→ DATA EXTRACT:

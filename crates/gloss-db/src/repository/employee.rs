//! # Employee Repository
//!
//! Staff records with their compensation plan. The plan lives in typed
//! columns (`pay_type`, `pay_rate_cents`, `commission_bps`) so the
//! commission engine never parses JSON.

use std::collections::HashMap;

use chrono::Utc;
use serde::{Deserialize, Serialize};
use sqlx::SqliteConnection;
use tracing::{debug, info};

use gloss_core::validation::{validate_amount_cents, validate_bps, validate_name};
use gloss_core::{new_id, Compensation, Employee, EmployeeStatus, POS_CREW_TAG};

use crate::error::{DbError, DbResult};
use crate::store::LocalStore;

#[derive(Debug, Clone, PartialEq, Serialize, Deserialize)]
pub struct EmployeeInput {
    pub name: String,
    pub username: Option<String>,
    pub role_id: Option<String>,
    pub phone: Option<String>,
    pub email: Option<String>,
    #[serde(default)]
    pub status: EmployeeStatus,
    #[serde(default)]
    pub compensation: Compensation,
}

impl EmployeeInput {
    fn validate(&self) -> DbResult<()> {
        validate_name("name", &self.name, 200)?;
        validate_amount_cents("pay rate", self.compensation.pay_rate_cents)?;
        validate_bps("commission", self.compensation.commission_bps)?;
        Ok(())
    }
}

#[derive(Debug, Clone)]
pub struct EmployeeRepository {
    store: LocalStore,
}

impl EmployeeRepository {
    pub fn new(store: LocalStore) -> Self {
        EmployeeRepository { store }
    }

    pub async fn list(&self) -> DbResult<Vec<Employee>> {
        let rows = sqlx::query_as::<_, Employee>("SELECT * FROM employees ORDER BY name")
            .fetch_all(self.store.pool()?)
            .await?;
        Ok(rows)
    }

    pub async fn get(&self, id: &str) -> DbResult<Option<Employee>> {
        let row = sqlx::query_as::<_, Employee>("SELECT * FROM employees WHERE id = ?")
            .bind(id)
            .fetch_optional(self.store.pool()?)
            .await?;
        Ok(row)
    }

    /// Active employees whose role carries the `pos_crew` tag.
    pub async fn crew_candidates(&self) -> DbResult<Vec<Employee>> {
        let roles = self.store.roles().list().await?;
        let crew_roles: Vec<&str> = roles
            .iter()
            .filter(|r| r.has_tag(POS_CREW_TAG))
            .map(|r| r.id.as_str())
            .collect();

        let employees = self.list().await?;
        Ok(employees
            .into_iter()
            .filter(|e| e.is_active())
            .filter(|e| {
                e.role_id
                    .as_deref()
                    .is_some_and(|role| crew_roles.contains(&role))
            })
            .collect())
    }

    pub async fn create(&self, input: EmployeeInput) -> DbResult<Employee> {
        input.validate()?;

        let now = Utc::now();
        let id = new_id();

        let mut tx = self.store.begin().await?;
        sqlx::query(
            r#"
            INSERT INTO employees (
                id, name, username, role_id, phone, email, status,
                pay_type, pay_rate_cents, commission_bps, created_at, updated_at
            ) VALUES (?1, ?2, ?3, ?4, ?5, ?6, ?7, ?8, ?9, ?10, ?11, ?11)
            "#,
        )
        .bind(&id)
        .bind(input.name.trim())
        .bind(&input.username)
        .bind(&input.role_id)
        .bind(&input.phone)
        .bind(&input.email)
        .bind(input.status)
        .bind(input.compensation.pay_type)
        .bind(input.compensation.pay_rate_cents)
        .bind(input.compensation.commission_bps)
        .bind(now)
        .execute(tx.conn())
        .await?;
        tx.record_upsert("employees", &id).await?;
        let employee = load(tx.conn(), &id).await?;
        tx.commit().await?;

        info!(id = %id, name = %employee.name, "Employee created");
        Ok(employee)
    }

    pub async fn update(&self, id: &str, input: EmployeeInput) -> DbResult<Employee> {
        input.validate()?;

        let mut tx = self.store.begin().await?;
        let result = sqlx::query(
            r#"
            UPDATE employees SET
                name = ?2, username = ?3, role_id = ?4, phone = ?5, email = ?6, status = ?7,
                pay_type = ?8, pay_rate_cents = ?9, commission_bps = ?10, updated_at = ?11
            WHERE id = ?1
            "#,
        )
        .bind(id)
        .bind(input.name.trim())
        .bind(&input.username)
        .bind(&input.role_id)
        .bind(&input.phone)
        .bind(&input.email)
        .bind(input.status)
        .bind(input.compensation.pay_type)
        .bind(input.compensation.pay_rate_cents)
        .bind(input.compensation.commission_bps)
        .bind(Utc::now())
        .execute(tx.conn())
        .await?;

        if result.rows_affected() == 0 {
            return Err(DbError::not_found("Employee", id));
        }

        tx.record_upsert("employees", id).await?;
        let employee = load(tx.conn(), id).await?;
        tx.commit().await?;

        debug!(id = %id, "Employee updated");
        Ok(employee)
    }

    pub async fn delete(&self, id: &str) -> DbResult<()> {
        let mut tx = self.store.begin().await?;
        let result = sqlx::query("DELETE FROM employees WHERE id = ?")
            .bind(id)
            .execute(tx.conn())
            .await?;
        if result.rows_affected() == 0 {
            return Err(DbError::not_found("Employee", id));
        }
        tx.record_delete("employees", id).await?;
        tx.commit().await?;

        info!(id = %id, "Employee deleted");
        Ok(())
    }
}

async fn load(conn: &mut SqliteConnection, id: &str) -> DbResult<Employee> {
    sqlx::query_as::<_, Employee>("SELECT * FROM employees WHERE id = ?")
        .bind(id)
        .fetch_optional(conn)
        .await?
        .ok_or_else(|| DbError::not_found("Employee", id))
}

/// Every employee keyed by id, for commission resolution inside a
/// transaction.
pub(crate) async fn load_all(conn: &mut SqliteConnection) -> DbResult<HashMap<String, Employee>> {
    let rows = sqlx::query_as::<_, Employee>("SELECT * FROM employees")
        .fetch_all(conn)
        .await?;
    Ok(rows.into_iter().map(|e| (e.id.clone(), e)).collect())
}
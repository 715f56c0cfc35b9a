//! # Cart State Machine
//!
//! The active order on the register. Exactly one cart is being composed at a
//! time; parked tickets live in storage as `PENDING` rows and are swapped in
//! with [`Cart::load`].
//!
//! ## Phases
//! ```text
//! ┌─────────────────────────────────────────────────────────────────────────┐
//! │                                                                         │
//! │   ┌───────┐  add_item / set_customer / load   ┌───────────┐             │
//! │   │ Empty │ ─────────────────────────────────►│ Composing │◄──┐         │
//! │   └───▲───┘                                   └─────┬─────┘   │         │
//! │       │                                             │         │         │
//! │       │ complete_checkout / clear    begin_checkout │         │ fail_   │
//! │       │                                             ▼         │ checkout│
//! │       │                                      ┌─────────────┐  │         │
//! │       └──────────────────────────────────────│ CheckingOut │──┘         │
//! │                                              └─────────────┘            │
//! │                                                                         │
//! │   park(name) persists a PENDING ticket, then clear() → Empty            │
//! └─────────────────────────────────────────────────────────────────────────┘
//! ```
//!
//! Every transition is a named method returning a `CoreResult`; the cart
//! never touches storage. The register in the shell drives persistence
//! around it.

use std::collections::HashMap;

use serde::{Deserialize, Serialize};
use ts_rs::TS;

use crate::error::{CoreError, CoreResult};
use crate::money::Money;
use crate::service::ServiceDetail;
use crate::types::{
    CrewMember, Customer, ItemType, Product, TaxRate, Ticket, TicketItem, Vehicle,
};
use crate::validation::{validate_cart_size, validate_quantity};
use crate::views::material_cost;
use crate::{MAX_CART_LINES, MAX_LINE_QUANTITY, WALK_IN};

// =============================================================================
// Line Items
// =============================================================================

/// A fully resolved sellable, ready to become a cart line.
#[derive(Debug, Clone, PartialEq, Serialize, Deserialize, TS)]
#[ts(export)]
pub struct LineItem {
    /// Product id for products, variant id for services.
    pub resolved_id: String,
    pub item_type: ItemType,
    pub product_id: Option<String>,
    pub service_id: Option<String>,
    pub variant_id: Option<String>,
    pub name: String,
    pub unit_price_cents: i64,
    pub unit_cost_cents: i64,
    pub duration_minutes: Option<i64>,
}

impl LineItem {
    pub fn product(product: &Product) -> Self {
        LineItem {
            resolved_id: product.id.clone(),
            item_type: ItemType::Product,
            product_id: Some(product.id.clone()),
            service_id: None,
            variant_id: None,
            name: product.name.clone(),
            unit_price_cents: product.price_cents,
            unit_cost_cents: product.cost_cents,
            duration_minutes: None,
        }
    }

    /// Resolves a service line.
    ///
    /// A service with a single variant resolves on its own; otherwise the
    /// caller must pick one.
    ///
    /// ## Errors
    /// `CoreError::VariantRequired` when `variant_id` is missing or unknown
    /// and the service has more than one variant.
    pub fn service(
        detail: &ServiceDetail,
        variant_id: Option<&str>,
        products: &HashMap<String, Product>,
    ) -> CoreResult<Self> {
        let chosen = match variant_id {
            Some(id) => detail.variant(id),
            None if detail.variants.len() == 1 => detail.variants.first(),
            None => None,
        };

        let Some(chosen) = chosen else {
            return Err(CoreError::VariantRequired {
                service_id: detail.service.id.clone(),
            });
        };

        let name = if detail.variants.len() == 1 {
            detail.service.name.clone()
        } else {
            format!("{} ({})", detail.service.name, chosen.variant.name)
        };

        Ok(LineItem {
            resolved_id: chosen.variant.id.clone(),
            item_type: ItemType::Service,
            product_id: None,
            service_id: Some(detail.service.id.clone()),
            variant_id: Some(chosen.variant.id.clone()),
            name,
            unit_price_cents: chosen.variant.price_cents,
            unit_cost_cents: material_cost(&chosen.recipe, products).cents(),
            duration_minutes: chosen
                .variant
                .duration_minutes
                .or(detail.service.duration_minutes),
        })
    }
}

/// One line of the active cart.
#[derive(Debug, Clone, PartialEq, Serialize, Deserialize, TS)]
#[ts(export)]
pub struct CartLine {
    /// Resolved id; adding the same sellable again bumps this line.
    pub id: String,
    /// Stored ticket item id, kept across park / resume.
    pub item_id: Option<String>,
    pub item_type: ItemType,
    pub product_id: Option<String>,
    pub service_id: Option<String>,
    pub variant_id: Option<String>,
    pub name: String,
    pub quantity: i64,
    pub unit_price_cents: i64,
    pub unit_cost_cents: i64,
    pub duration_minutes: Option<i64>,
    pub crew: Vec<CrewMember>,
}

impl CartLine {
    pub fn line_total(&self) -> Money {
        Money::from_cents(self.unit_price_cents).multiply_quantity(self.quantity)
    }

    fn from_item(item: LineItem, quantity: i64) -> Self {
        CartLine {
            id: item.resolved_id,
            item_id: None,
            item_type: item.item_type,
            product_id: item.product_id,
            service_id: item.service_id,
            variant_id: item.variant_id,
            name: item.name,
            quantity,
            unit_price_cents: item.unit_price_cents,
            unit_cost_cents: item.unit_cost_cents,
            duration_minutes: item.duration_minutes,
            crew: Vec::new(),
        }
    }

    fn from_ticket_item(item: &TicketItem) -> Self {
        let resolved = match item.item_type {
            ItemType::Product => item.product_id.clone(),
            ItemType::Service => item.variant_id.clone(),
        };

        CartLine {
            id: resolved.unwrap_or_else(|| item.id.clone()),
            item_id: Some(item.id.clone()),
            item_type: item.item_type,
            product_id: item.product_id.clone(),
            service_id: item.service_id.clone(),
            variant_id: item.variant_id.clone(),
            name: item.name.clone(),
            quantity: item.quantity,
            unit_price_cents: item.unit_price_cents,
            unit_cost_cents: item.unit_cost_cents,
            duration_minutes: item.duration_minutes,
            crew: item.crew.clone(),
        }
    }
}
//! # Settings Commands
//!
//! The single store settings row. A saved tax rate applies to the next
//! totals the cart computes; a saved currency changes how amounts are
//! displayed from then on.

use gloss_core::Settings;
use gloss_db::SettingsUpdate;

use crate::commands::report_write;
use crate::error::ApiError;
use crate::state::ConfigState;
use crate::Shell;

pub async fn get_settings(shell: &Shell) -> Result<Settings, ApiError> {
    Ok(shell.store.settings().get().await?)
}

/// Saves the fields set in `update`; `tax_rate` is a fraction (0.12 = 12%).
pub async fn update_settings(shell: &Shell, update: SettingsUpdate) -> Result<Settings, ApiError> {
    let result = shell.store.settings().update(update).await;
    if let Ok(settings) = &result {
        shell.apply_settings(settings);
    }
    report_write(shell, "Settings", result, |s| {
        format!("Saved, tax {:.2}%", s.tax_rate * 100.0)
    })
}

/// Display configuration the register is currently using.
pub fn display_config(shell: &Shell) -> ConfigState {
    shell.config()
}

→ TASK INSTRUCTIONS:
Whenever the word "EmployeeRepository" shows up in a line of the entries, list that line.

→ TASK RESPONSE:
pub struct EmployeeRepository {
impl EmployeeRepository {
        EmployeeRepository { store }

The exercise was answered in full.